- _Prompt_
Among the records below, find the lines that hold the word "separated" and report how many there are, with no other words.

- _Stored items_
○ ○ ○ ○ ○

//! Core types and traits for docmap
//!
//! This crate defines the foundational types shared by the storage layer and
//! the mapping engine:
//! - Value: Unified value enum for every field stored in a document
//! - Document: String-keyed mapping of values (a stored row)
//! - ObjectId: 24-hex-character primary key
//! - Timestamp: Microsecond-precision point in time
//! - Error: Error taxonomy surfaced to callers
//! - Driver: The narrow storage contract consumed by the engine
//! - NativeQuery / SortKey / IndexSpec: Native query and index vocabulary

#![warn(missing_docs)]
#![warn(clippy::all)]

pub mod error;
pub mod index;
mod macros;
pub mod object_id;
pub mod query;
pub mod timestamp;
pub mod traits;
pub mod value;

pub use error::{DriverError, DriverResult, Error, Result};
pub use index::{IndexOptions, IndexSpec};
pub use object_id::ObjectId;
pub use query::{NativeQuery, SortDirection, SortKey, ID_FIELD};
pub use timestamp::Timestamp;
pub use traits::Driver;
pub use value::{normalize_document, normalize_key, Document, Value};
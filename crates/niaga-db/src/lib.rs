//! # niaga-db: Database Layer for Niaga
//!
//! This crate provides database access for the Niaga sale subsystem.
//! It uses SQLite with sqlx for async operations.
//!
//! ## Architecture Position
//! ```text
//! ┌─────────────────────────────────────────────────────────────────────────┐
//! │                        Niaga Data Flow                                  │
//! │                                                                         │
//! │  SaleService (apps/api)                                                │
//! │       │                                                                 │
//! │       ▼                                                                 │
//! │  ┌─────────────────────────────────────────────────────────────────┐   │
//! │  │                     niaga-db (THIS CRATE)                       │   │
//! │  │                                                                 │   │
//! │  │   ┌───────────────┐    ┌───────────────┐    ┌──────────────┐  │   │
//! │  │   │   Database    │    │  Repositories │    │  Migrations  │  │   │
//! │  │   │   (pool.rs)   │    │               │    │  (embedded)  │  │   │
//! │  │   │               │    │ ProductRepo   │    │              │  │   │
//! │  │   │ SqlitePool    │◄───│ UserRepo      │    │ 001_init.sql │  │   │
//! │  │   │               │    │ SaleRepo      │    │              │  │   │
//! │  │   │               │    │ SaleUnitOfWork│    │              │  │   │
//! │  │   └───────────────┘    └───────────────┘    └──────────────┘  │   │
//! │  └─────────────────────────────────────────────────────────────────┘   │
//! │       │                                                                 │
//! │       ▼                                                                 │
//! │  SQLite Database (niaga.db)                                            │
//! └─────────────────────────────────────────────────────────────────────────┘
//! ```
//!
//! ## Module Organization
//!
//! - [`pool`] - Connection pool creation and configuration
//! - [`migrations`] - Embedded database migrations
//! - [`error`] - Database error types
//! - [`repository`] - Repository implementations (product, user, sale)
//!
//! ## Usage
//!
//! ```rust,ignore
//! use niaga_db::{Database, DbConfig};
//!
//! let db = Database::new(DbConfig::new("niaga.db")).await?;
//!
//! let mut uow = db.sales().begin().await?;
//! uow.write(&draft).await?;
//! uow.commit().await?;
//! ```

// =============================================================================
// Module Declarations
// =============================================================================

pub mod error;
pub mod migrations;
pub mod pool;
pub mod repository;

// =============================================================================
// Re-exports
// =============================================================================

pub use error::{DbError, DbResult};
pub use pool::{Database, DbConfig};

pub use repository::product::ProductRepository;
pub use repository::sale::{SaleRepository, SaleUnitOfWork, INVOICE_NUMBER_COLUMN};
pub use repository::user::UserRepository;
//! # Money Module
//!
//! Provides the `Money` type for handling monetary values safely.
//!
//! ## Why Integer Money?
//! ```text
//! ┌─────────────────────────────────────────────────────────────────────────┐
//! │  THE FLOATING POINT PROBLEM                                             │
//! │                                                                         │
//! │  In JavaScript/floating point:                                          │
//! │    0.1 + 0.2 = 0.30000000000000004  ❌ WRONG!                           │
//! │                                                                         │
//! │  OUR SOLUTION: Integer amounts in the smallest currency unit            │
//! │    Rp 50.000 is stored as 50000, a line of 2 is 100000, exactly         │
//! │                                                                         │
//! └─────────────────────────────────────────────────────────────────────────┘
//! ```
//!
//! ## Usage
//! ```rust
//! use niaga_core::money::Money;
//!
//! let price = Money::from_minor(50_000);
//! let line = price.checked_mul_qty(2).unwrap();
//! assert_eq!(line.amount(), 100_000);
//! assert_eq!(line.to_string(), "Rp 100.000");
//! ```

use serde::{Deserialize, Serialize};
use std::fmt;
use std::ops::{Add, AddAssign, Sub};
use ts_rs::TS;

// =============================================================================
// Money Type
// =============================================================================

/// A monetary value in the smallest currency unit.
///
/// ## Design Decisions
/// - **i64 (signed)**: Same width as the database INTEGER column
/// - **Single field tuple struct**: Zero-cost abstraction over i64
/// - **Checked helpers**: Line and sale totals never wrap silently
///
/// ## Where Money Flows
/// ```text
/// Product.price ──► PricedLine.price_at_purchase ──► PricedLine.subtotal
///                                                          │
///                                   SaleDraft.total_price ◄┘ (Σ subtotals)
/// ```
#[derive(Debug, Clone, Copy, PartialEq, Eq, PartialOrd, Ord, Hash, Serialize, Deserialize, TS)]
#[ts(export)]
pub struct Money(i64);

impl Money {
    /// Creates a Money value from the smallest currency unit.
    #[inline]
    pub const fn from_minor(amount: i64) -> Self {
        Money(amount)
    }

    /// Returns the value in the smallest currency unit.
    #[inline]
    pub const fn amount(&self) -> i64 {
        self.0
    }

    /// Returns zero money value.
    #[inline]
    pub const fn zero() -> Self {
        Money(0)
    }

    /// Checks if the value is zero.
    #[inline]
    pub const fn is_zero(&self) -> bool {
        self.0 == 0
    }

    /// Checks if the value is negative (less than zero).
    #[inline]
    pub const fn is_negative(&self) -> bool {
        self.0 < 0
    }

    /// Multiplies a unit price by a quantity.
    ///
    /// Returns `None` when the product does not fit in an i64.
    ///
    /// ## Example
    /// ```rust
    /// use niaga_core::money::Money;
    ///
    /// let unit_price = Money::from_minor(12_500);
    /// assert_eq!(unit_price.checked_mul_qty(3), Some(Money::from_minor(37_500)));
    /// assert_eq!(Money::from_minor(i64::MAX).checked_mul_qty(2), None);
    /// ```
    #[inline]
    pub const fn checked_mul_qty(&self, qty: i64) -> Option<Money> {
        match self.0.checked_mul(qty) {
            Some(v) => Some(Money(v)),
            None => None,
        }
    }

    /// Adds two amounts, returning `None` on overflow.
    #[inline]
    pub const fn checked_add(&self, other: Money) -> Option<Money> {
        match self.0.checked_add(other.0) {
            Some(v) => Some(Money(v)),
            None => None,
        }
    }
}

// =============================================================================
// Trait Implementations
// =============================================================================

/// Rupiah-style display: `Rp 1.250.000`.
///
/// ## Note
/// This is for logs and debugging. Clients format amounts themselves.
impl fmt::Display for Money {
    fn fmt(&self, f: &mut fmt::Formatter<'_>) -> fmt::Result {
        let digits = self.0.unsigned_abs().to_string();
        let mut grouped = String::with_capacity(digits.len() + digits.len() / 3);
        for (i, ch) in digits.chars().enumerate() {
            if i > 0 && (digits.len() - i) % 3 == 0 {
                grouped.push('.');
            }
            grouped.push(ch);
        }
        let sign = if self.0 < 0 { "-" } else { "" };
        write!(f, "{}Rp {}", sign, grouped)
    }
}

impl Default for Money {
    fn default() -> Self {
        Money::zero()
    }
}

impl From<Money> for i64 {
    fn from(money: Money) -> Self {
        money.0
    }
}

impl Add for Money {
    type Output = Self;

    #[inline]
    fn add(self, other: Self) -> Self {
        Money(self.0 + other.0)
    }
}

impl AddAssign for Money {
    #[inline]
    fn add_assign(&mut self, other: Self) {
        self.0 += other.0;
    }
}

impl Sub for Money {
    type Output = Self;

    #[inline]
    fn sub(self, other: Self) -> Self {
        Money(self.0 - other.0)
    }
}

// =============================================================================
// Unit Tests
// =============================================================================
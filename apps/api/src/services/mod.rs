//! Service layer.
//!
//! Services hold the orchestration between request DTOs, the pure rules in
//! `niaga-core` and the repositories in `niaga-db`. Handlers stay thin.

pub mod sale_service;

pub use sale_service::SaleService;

○ ○ ○ ○ ○

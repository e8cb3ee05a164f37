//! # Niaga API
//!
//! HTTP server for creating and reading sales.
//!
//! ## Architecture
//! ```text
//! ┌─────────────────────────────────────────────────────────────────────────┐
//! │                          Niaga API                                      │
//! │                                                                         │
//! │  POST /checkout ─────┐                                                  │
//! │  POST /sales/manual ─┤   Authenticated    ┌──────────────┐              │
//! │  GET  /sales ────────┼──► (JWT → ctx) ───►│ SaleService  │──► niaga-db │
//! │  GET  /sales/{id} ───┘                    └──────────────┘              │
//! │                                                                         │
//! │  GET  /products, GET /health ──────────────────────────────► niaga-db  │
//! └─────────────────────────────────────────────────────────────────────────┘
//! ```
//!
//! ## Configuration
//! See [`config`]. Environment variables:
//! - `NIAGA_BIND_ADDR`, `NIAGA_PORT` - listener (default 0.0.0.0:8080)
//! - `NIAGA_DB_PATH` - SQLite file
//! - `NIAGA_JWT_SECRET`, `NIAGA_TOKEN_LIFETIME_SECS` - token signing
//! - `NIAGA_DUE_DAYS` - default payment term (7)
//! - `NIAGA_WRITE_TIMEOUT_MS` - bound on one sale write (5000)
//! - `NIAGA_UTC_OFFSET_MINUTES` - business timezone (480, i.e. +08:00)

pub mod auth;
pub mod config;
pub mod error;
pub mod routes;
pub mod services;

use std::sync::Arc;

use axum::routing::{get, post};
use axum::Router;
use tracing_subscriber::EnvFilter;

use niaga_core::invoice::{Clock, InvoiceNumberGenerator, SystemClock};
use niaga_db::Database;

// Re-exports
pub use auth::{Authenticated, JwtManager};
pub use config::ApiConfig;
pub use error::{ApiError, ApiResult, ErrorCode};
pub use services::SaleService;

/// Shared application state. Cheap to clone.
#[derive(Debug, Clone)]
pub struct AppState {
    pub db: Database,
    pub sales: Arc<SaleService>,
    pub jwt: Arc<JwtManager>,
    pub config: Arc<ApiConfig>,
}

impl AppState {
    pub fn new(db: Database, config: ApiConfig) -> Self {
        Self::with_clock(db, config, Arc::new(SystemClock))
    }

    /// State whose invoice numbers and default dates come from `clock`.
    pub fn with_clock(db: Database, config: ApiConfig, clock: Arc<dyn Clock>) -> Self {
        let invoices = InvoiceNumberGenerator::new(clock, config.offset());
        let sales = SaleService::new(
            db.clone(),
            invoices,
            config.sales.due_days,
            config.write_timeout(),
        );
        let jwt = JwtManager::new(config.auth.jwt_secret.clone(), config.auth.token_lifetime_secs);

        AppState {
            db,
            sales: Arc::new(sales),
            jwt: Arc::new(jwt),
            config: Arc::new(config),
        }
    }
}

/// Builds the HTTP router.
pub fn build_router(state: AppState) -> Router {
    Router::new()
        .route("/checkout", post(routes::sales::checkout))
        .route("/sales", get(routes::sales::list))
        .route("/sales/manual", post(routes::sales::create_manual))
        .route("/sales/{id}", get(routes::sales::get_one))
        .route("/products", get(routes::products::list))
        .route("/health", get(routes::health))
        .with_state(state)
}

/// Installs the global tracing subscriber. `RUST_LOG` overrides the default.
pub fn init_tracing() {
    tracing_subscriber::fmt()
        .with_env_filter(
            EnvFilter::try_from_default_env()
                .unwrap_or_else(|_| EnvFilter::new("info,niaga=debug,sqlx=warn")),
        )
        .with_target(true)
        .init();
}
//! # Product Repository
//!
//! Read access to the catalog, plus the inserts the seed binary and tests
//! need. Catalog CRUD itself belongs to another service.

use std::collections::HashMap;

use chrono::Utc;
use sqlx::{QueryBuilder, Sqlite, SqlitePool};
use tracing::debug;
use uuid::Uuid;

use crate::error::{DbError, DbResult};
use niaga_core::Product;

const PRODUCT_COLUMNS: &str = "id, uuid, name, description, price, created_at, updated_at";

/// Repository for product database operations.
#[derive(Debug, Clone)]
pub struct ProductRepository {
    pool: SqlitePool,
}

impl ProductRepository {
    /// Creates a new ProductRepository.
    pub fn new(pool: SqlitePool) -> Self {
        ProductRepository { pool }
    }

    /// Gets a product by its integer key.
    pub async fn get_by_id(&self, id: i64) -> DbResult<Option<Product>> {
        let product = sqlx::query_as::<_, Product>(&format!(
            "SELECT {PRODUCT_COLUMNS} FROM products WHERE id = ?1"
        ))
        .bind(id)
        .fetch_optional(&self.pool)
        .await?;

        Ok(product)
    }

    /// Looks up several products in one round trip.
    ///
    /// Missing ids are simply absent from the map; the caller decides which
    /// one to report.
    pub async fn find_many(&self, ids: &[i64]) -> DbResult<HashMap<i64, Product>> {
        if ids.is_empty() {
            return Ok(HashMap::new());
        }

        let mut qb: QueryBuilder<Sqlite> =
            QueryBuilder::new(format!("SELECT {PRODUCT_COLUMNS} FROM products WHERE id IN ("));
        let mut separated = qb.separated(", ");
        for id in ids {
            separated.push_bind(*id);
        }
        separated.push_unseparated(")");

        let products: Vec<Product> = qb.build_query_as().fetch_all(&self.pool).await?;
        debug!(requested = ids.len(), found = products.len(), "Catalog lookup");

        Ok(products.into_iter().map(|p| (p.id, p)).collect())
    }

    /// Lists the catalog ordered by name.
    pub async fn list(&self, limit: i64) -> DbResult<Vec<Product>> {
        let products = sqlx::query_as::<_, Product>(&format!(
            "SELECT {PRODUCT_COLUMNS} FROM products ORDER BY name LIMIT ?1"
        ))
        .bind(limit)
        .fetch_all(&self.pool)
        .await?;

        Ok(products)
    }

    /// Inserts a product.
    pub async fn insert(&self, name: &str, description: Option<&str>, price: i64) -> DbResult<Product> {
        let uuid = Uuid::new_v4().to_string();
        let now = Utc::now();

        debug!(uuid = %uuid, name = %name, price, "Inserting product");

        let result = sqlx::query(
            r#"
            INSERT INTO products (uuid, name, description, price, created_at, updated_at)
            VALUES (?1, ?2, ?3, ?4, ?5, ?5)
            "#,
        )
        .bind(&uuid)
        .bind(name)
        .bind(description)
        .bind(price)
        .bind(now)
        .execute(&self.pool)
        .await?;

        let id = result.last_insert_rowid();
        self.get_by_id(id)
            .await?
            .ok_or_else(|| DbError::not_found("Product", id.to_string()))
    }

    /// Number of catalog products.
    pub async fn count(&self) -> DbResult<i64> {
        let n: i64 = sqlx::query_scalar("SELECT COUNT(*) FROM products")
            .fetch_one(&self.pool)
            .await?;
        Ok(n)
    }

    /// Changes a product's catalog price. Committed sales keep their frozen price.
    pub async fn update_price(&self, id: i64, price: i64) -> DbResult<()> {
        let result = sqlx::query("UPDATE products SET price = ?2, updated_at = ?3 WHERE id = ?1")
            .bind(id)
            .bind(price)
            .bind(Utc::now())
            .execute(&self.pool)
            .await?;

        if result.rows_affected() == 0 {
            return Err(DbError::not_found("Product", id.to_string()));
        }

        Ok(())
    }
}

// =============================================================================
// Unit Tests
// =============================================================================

○ ○ ○ ○ ○

- _Output_
3